══ RECORDS SUPPLIED
//! Logging initialization module
//!
//! Provides a single initialization point for the logging facility.

use std::sync::Once;
use tracing_subscriber::{util::SubscriberInitExt, EnvFilter};

/// Logging profile configuration
#[derive(Debug, Clone, Copy, PartialEq, Eq)]
pub enum Profile {
    /// Human-readable output for development
    Development,
    /// JSON structured output for production
    Production,
    /// Test capture mode for deterministic testing
    Test,
}

static INIT_ONCE: Once = Once::new();

/// Initialize the logging facility
///
/// This function should be called once at application startup.
/// It sets up the tracing subscriber based on the selected profile.
///
/// # Profiles
///
/// - **Development**: Human-readable logs with debug level
/// - **Production**: JSON structured logs with info level
/// - **Test**: Capture mode for test assertions
///
/// # Example
///
/// ```
/// use variax_core::logging_facility::{init, Profile};
///
/// init(Profile::Development);
/// ```
pub fn init(profile: Profile) {
    INIT_ONCE.call_once(|| {
        match profile {
            Profile::Development => {
                tracing_subscriber::fmt()
                    .with_env_filter(
                        EnvFilter::try_from_default_env()
                            .unwrap_or_else(|_| EnvFilter::new("variax=debug")),
                    )
                    .init();
            }
            Profile::Production => {
                tracing_subscriber::fmt()
                    .json()
                    .with_env_filter(
                        EnvFilter::try_from_default_env()
                            .unwrap_or_else(|_| EnvFilter::new("variax=info")),
                    )
                    .init();
            }
            Profile::Test => {
                // Test capture is initialized separately via init_test_capture()
                // This branch is a no-op for the standard init() path
                tracing_subscriber::registry().init();
            }
        }
    });
}

#[cfg(test)]
mod tests {
    use super::*;

    #[test]
    fn test_init_idempotent() {
        // Multiple calls should not panic
        init(Profile::Test);
        init(Profile::Test);
        init(Profile::Test);
    }

    #[test]
    fn test_profile_equality() {
        assert_eq!(Profile::Development, Profile::Development);
        assert_ne!(Profile::Development, Profile::Production);
    }
}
════
> TASK TO COMPLETE: The word "logs" is the filter: copy every line of the listing above that contains it.

> SOLUTION FOR THIS TASK:
/// - **Development**: Human-readable logs with debug level
/// - **Production**: JSON structured logs with info level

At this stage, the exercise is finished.